J-E. R. : En charge de ce dossier, l’Anact a fait un excellent travail et publié des modes d’emploi. « Test and learn » est la démarche appropriée pour mettre en place le télétravail. Toute réflexion doit d’abord commencer par un rapprochement avec la DSI (sécurité des données et accès à distance, postes sensibles, maintenance du matériel, etc.). Ensuite, l’entreprise peut lancer une campagne de sensibilisation sur le réseau social interne, avec FAQ et tests individuels d’autonomie. Puis, un accord collectif doit être négocié pour une durée déterminée d’un an. Il prévoira une commission paritaire de suivi et l’expérimentation dans des lieux déterminés un jour par semaine, ainsi que ses conditions de mise en œuvre : définition des postes télétravaillables et conditions d’éligibilité respectant le principe d’égalité. Ensuite, intervient la signature d’avenants pour les volontaires sélectionnés par leur hiérarchie, prévoyant une période d’adaptation réciproque de trois mois. Par ailleurs, une courte formation au management à distance doit être organisée pour les télé-managers, afin d’éviter qu’ils envoient 20 mails par matinée pour contrôler leur collaborateur. Un bilan réalisé au bout d’un an permettra une extension progressive respectant deux principes : le télétravail n’est ni un droit (pour le salarié), ni une obligation (pour l’employeur) ; il ne doit être ni une faveur (pour l’amie du manager), ni une sanction (le harceleur renvoyé chez lui, ou les mal notés devant rester au bureau).
 
LSQ : Le rapport entend lutter contre le télétravail informel et les risques qu’il génère. Est-il indispensable d’encadrer ces situations ?

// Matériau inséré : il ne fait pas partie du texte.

use crate::error::AppError;
use config::{Config as Cfg, File};
use serde::Deserialize;
use std::env;

/// Default Gemini REST endpoint.
pub const DEFAULT_GENAI_API_BASE: &str = "https://generativelanguage.googleapis.com/v1beta";

#[derive(Debug, Deserialize, Clone)]
pub struct Config {
    #[serde(default = "default_port")]
    pub port: u16,
}

fn default_port() -> u16 {
    5000
}

impl Config {
    pub fn load() -> Result<Self, AppError> {
        dotenvy::dotenv().ok();

        let config = Cfg::builder()
            .add_source(File::with_name("configuration").required(false))
            .add_source(config::Environment::with_prefix("APP").separator("__"))
            .build()?;

        Ok(config.try_deserialize()?)
    }
}

#[derive(Debug, Clone, Deserialize)]
pub struct GoogleConfig {
    pub api_key: String,
    pub api_base: String,
}

#[derive(Debug, Clone, Deserialize)]
pub struct ModelConfig {
    /// Model used for one-shot generation and chat sessions (e.g., gemini-2.0-flash)
    pub text_model: String,
}

impl GoogleConfig {
    pub fn load(is_prod: bool) -> Result<Self, AppError> {
        Ok(GoogleConfig {
            api_key: get_env("GOOGLE_API_KEY", None, is_prod)?,
            api_base: get_env("GENAI_API_BASE", Some(DEFAULT_GENAI_API_BASE), is_prod)?,
        })
    }
}

impl ModelConfig {
    pub fn load(is_prod: bool) -> Result<Self, AppError> {
        Ok(ModelConfig {
            text_model: get_env("GENAI_TEXT_MODEL", Some("gemini-2.0-flash"), is_prod)?,
        })
    }
}

/// True when `ENVIRONMENT=prod`; every variable then becomes mandatory.
pub fn is_prod() -> bool {
    env::var("ENVIRONMENT").unwrap_or_else(|_| "dev".to_string()) == "prod"
}

pub fn get_env(key: &str, default: Option<&str>, is_prod: bool) -> Result<String, AppError> {
    match env::var(key) {
        Ok(val) => Ok(val),
        Err(_) => {
            if is_prod {
                Err(AppError::ConfigError(anyhow::anyhow!(
                    "{} is required in production but not set",
                    key
                )))
            } else if let Some(def) = default {
                Ok(def.to_string())
            } else {
                Err(AppError::ConfigError(anyhow::anyhow!(
                    "{} is required but not set",
                    key
                )))
            }
        }
    }
}
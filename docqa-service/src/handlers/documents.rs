use crate::dtos::{AskQuestionRequest, AskQuestionResponse, DocumentMap, UPLOAD_FIELD};
use crate::models::{DocumentRecord, QaPair};
use crate::services::pdf;
use crate::startup::AppState;
use axum::{
    extract::{multipart::MultipartRejection, Multipart, State},
    Json,
};
use service_core::error::AppError;

/// Default name for parts uploaded without a file name.
const UNNAMED_FILE: &str = "unnamed";

struct UploadedFile {
    file_name: String,
    data: Vec<u8>,
}

/// Reads every `files` part of the request; other fields are skipped.
async fn read_uploads(
    mut multipart: Multipart,
    max_file_bytes: usize,
) -> Result<Vec<UploadedFile>, AppError> {
    let mut uploads = Vec::new();

    while let Some(field) = multipart.next_field().await.map_err(|e| {
        AppError::BadRequest(anyhow::anyhow!("Failed to read multipart field: {}", e))
    })? {
        if field.name() != Some(UPLOAD_FIELD) {
            continue;
        }

        let file_name = field
            .file_name()
            .filter(|name| !name.is_empty())
            .unwrap_or(UNNAMED_FILE)
            .to_string();

        let data = field
            .bytes()
            .await
            .map_err(|e| AppError::BadRequest(anyhow::anyhow!("Failed to read file bytes: {}", e)))?
            .to_vec();

        if data.len() > max_file_bytes {
            return Err(AppError::BadRequest(anyhow::anyhow!(
                "File '{}' too large (max {} bytes)",
                file_name,
                max_file_bytes
            )));
        }

        uploads.push(UploadedFile { file_name, data });
    }

    Ok(uploads)
}

pub async fn upload_pdf(
    State(state): State<AppState>,
    multipart: Result<Multipart, MultipartRejection>,
) -> Result<Json<DocumentMap>, AppError> {
    let multipart = multipart.map_err(|e| {
        tracing::debug!(error = %e, "Upload without a multipart body");
        AppError::bad_request("No files provided")
    })?;

    let uploads = read_uploads(multipart, state.config.upload.max_file_bytes).await?;
    if uploads.is_empty() {
        return Err(AppError::bad_request("No files provided"));
    }

    for UploadedFile { file_name, data } in uploads {
        if !pdf::looks_like_pdf(&data) {
            tracing::warn!(file_name = %file_name, "Uploaded file has no PDF header");
        }

        tracing::info!(
            file_name = %file_name,
            size = data.len(),
            "Document upload started"
        );

        let document_text = pdf::extract_text(&file_name, data).await;
        let summary = state.assistant.summarize(&document_text).await;

        tracing::info!(
            file_name = %file_name,
            text_length = document_text.len(),
            "Document summarized"
        );

        state
            .documents
            .upsert(file_name, DocumentRecord::new(document_text, summary))
            .await;
        metrics::counter!("docqa_documents_uploaded_total").increment(1);
    }

    Ok(Json(state.documents.snapshot().await))
}

pub async fn ask_question(
    State(state): State<AppState>,
    payload: Option<Json<AskQuestionRequest>>,
) -> Result<Json<AskQuestionResponse>, AppError> {
    let (file_name, question) = payload
        .and_then(|Json(body)| {
            let file_name = body.file_name.filter(|f| !f.is_empty())?;
            let question = body.question.filter(|q| !q.trim().is_empty())?;
            Some((file_name, question))
        })
        .ok_or_else(|| AppError::bad_request("Both file_name and question are required"))?;

    let not_found =
        || AppError::bad_request(format!("File '{}' not found. Please upload it first.", file_name));

    let document_text = state
        .documents
        .document_text(&file_name)
        .await
        .ok_or_else(not_found)?;

    let answer = state.assistant.answer(&question, &document_text).await;

    let chat_history = state
        .documents
        .record_exchange(
            &file_name,
            QaPair {
                question: question.clone(),
                answer: answer.clone(),
            },
        )
        .await
        .ok_or_else(not_found)?;

    tracing::info!(
        file_name = %file_name,
        exchanges = chat_history.len(),
        "Answered document question"
    );

    Ok(Json(AskQuestionResponse {
        file_name,
        question,
        answer,
        chat_history,
    }))
}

J-E. R. : L’enquête de l’ANDRH publiée en mai dernier montrait une faible formalisation du télétravail : 71 % des répondants n’avaient aucun accord collectif, et un tiers n’avaient pas signé d’avenant. Si le recours au télétravail informel n’est guère étonnant pour les situations exceptionnelles (prévues en 2012 par L. 1222-11 suite à l’épidémie H1N1, mais qui se banalisent : grève des transports, circulation alternée pour cause de pollution, inondations, attentats), ou occasionnelles (accident privé ou enfant malade, etc.), l’ANI et la loi imposent la rédaction d’un avenant au contrat de travail précisant « les conditions de passage en télétravail et les conditions de retour à une exécution du contrat de travail sans télétravail » et « les modalités de contrôle du temps de travail ». Tant que trois salariés télétravaillaient régulièrement dans leur coin, pas de problème. Mais quand il s’agit de dizaines de collaborateurs qui vont comparer leurs avantages respectifs (par exemple : prise en charge financière de la moitié de l’abonnement privé, des consommables), des règles collectives et consensuelles sont socialement indispensables. Elles sont aussi juridiquement souhaitables, mais dans un cadre entièrement repensé pour le travail et les travailleurs d’aujourd’hui.